Chapter 9
Summary
Simon awakes from his faint and goes to the mountaintop and there discovers
the paratrooper’s body. He untangles the parachute lines and from his vantage point sees that most of the boys are at Jack’s pig-roast.
Simon is very weak from his exertions of the day, but decides to go to Jack’s camp and tell them the news about the beast.
Ralph and Piggy are alone, so they go to Jack’s party out of curiosity and
hunger for meat.
Ralph tries to win back some of the boys, but Jack’s hold over them is now too strong. Just then a storm breaks over the island and there is a downpour of rain. Jack, the chief, orders a dance in response to the rain. Even Ralph and Piggy join in the frenzy.
Simon crawls into the clearing, but all the boys see is a shadowy,
mysterious figure, and they set upon him, killing him with their bare hands and teeth.
His body is left on the beach and the high tide takes it away. At the same time, the storm lifts the parachutist’s body from the mountaintop and it floats over the clearing and out to sea. The boys scream in terror.
Interpretation
Simon’s brutal murder strips away the last vestige of order on the island.
The boys have turned into primitive beings and the last of Ralph’s allies have drifted away and joined Jack. Even Piggy was drawn up in the ritual dance around the pig-roast. To emphasize the evil prevalent now amongst them, these scenes are set against the backdrop of a raging storm. Conveniently, the body of Simon is lost to the sea so that it will not be a reminder of their evil action the next day, and the parachutist’s body has also gone to the sea, so there will now be no proof that the beast does not exist.

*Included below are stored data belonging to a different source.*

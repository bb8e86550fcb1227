//! Environment model
//!
//! Typed, cross-linked views over the declaration store: types, members,
//! annotations and generic signatures, with supertype walks and generic
//! substitution.

mod environment;
mod generics;
mod hierarchy;
mod resolve;
mod types;

pub use environment::{Environment, EnvironmentBuilder};
pub use generics::TypeBindings;
pub use hierarchy::ResolvedMethod;
pub use resolve::{link_type, NameResolver};
pub use types::{
    Annotation, CompilationUnit, Field, Method, Parameter, Type, TypeParameter, TypeRef, OBJECT,
};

Jack has already transformed the beast into a mythical figure suggesting
that it is immortal and able to change its form. He uses it as a kind of idol with which to rule his tribe.
The figures of the beast and the Lord of the Flies symbolize the dark forces
at work on the island. The only symbols for good are Ralph’s conch shell and Piggy’s glasses, which are the means for lighting the signal fire to procure a rescue.